Rico Eastman, a dear friend and former employee at Moss Inc, died in Santa Fe, NM, on Dec. 21, 2012, at the age of 60. He had just completed two pieces for this book on Bill Moss.
Rico’s work is held in several national and international private and public collections including the Albuquerque Convention Center. He was a visiting artist at many colleges, universities, and art centers across the United States.
Rico was also an accomplished musician, performing in several bands in Maine. His unique style of complex guitar riffs, backing vocals and show-stopping humor were always a hit. Rico had many friends all over the world, touching many people with his intense intelligence, his uniqueness, his talent, his humor and wit, and with his unrelenting compassion. He cared for his friends as deeply as each friend cared for him. We miss him.

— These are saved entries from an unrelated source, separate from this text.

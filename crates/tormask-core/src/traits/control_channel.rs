// # Control Channel Traits
//
// Defines the interfaces for authenticating to the local Tor daemon and
// asking it for a new identity.
//
// ## Implementations
//
// - Cookie files and the TCP control port: `tormask-control` crate
//
// ## Usage
//
// ```rust,ignore
// use tormask_core::{ControlChannel, CookieSource};
//
// #[tokio::main]
// async fn main() -> anyhow::Result<()> {
//     let cookies = /* CookieSource implementation */;
//     let control = /* ControlChannel implementation */;
//
//     // Fresh cookie per rotation, dropped afterwards
//     let cookie = cookies.load().await?;
//     control.rotate(&cookie).await?;
//
//     Ok(())
// }
// ```

use async_trait::async_trait;

/// Authentication cookie read from the daemon's cookie file
///
/// The bytes are opaque. A cookie is loaded for a single rotation and
/// dropped afterwards, because the daemon may rewrite the file at any time.
#[derive(Clone, PartialEq, Eq)]
pub struct AuthCookie(Vec<u8>);

impl AuthCookie {
    /// Wrap raw cookie bytes
    ///
    /// Returns `None` for an empty sequence; an empty file is not a cookie.
    pub fn new(bytes: Vec<u8>) -> Option<Self> {
        if bytes.is_empty() {
            None
        } else {
            Some(Self(bytes))
        }
    }

    /// Raw cookie bytes
    pub fn as_bytes(&self) -> &[u8] {
        &self.0
    }

    /// Cookie length in bytes
    pub fn len(&self) -> usize {
        self.0.len()
    }

    /// Always false; kept for API symmetry with `len`
    pub fn is_empty(&self) -> bool {
        self.0.is_empty()
    }
}

// The cookie is a credential; never print it
impl std::fmt::Debug for AuthCookie {
    fn fmt(&self, f: &mut std::fmt::Formatter<'_>) -> std::fmt::Result {
        f.debug_struct("AuthCookie")
            .field("len", &self.0.len())
            .field("bytes", &"<REDACTED>")
            .finish()
    }
}

/// Source of authentication cookies
///
/// # Contract
///
/// - Read-only: never creates or modifies cookie files
/// - Returns the first readable, non-empty candidate
/// - Fails with `Error::CookieNotFound` when no candidate qualifies
/// - Does not validate the cookie length; the daemon decides
#[async_trait]
pub trait CookieSource: Send + Sync {
    /// Load the current cookie
    async fn load(&self) -> Result<AuthCookie, crate::Error>;
}

/// Control channel to the anonymizing daemon
///
/// # Contract
///
/// One call is one self-contained exchange: connect, AUTHENTICATE, SIGNAL,
/// QUIT, close. There is no persistent session, so concurrent callers can
/// never share a half-used connection.
///
/// ## Forbidden
/// - ❌ Retrying internally (the scheduler's next tick is the retry)
/// - ❌ Caching the cookie
/// - ❌ Blocking past the configured exchange timeout
#[async_trait]
pub trait ControlChannel: Send + Sync {
    /// Ask the daemon for a new identity
    ///
    /// # Returns
    ///
    /// - `Ok(())`: authentication and signal both acknowledged with 2xx
    /// - `Err(Error::AuthenticationFailed)`: the AUTHENTICATE reply was not 2xx
    /// - `Err(Error::SignalRejected)`: the SIGNAL reply was not 2xx
    /// - `Err(Error::Transport)`: connect, I/O or timeout failure
    async fn rotate(&self, cookie: &AuthCookie) -> Result<(), crate::Error>;

    /// Human-readable endpoint description for logs
    fn endpoint(&self) -> String;
}

#[cfg(test)]
mod tests {
    use super::*;

    #[test]
    fn empty_cookie_is_rejected() {
        assert!(AuthCookie::new(Vec::new()).is_none());
        assert_eq!(AuthCookie::new(vec![1, 2, 3]).map(|c| c.len()), Some(3));
    }

    #[test]
    fn debug_output_hides_bytes() {
        let cookie = AuthCookie::new(vec![0xde, 0xad, 0xbe, 0xef]).unwrap();
        let printed = format!("{:?}", cookie);
        assert!(printed.contains("REDACTED"));
        assert!(!printed.contains("222"));
        assert!(!printed.to_lowercase().contains("dead"));
    }
}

Marilyn Moss joined C. William Moss Associates in 1961 and in 1975 co-founded Moss Tent Works with Bill Moss. She went on to serve as president and CEO of Moss Inc and in the 1980s diversified the business by introducing tension fabric technology to the worldwide trade show industry. This experiment was so successful that the company eventually sold its tent division to REI and began focusing exclusively on trade show exhibits. Moss Inc grew to have 164 employees and revenues of $15 million, and in 2000 was sold in a successful equity investment transaction.

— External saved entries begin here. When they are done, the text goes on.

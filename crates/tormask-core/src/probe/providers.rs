// # Geolocation Providers
//
// Each provider is a data entry: an endpoint template, a rule deciding
// whether a response body counts as success, and a JSON-pointer mapping
// from the provider's field names onto `IdentityRecord`. All providers go
// through the same evaluation code; there are no per-provider branches.
//
// ## Response Shapes
//
// ```text
// ip-api.com  {"status":"success","country":..,"regionName":..,"city":..,
//              "isp":..,"timezone":..,"lat":..,"lon":..}
// ipwho.is    {"success":true,"country":..,"region":..,"city":..,
//              "connection":{"isp":..},"timezone":{"id":..},"latitude":..,"longitude":..}
// ipapi.co    {"country_name":..,"region":..,"city":..,"org":..,
//              "timezone":..,"latitude":..,"longitude":..}   ({"error":true,..} on failure)
// ```

use serde_json::Value;

use crate::traits::{IdentityRecord, UNKNOWN, clean_field};

/// Placeholder replaced with the address in endpoint templates
pub const ADDRESS_PLACEHOLDER: &str = "{address}";

/// Rule deciding whether a decoded body is a successful lookup
#[derive(Debug, Clone, Copy, PartialEq, Eq)]
pub enum Acceptance {
    /// Any decoded body is accepted
    Always,
    /// String field at `pointer` must equal `value`
    FieldEquals {
        pointer: &'static str,
        value: &'static str,
    },
    /// Boolean field at `pointer` must be `true`
    FlagSet { pointer: &'static str },
    /// Boolean field at `pointer` must be absent or `false`
    FlagUnset { pointer: &'static str },
}

impl Acceptance {
    /// Evaluate the rule against a response body
    pub fn accepts(&self, body: &Value) -> bool {
        match *self {
            Acceptance::Always => true,
            Acceptance::FieldEquals { pointer, value } => {
                body.pointer(pointer).and_then(Value::as_str) == Some(value)
            }
            Acceptance::FlagSet { pointer } => {
                body.pointer(pointer).and_then(Value::as_bool) == Some(true)
            }
            Acceptance::FlagUnset { pointer } => {
                body.pointer(pointer).and_then(Value::as_bool) != Some(true)
            }
        }
    }
}

/// JSON pointers for each geolocation field
#[derive(Debug, Clone, Copy, PartialEq, Eq)]
pub struct FieldMap {
    pub country: &'static str,
    pub city: &'static str,
    pub region: &'static str,
    pub isp: &'static str,
    pub timezone: &'static str,
    pub latitude: &'static str,
    pub longitude: &'static str,
}

/// One geolocation provider
#[derive(Debug, Clone, Copy, PartialEq, Eq)]
pub struct GeoProvider {
    /// Short name for logs
    pub name: &'static str,
    /// Endpoint with an `{address}` placeholder
    pub url_template: &'static str,
    /// Success rule
    pub acceptance: Acceptance,
    /// Field mapping
    pub fields: FieldMap,
}

impl GeoProvider {
    /// ip-api.com (plain HTTP on the free tier)
    pub const IP_API: GeoProvider = GeoProvider {
        name: "ip-api",
        url_template: "http://ip-api.com/json/{address}",
        acceptance: Acceptance::FieldEquals {
            pointer: "/status",
            value: "success",
        },
        fields: FieldMap {
            country: "/country",
            city: "/city",
            region: "/regionName",
            isp: "/isp",
            timezone: "/timezone",
            latitude: "/lat",
            longitude: "/lon",
        },
    };

    /// ipwho.is
    pub const IPWHO_IS: GeoProvider = GeoProvider {
        name: "ipwho.is",
        url_template: "https://ipwho.is/{address}",
        acceptance: Acceptance::FlagSet {
            pointer: "/success",
        },
        fields: FieldMap {
            country: "/country",
            city: "/city",
            region: "/region",
            isp: "/connection/isp",
            timezone: "/timezone/id",
            latitude: "/latitude",
            longitude: "/longitude",
        },
    };

    /// ipapi.co
    pub const IPAPI_CO: GeoProvider = GeoProvider {
        name: "ipapi.co",
        url_template: "https://ipapi.co/{address}/json/",
        acceptance: Acceptance::FlagUnset { pointer: "/error" },
        fields: FieldMap {
            country: "/country_name",
            city: "/city",
            region: "/region",
            isp: "/org",
            timezone: "/timezone",
            latitude: "/latitude",
            longitude: "/longitude",
        },
    };

    /// Endpoint for a specific address
    pub fn url_for(&self, address: &str) -> String {
        self.url_template.replace(ADDRESS_PLACEHOLDER, address)
    }

    /// Map an accepted body onto a record for `address`
    pub fn normalize(&self, address: &str, body: &Value) -> IdentityRecord {
        IdentityRecord {
            address: address.to_string(),
            country: string_at(body, self.fields.country),
            city: string_at(body, self.fields.city),
            region: string_at(body, self.fields.region),
            isp: string_at(body, self.fields.isp),
            timezone: string_at(body, self.fields.timezone),
            latitude: number_at(body, self.fields.latitude),
            longitude: number_at(body, self.fields.longitude),
        }
    }
}

/// Default provider order
pub fn default_providers() -> Vec<GeoProvider> {
    vec![GeoProvider::IP_API, GeoProvider::IPWHO_IS, GeoProvider::IPAPI_CO]
}

/// Cleaned string field, or `Unknown` when absent/empty
fn string_at(body: &Value, pointer: &str) -> String {
    let cleaned = match body.pointer(pointer) {
        Some(Value::String(s)) => clean_field(s),
        Some(Value::Number(n)) => n.to_string(),
        _ => String::new(),
    };
    if cleaned.is_empty() {
        UNKNOWN.to_string()
    } else {
        cleaned
    }
}

/// Numeric field, or `0.0` when absent/unparseable
fn number_at(body: &Value, pointer: &str) -> f64 {
    match body.pointer(pointer) {
        Some(Value::Number(n)) => n.as_f64().unwrap_or(0.0),
        Some(Value::String(s)) => s.trim().parse().unwrap_or(0.0),
        _ => 0.0,
    }
}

After retiring from Moss Inc in 2001, Marilyn went on to earn a master’s of fine arts in writing from Spalding University in Louisville, Kentucky. Now a freelance writer, her article, “Along the Shore,” an essay on Cumberland Island, appeared in the Fall 2008 issue of the Louisville Record. In 2009, she traveled to Malawi to interview Joyce Banda, the country's former president, and later co-authored the article "Dancing with Democracy" about Banda that was published in the Spring 2013 Foreign Policy Institute’s journal, Orbis.
Bill Moss: Fabric Artist & Designer was published in 2013, won a 2014 IPPY Independent Publishers Silver Medal and was a finalist in nonfiction for a Maine Writers & Publishers Alliance Literary Award. Marilyn's article, "Tents: Nomadic Architecture," was published in Espazio (February, 2014) and "Home as a Tent" appeared in the August issue of Maine Boats, Homes and Harbors.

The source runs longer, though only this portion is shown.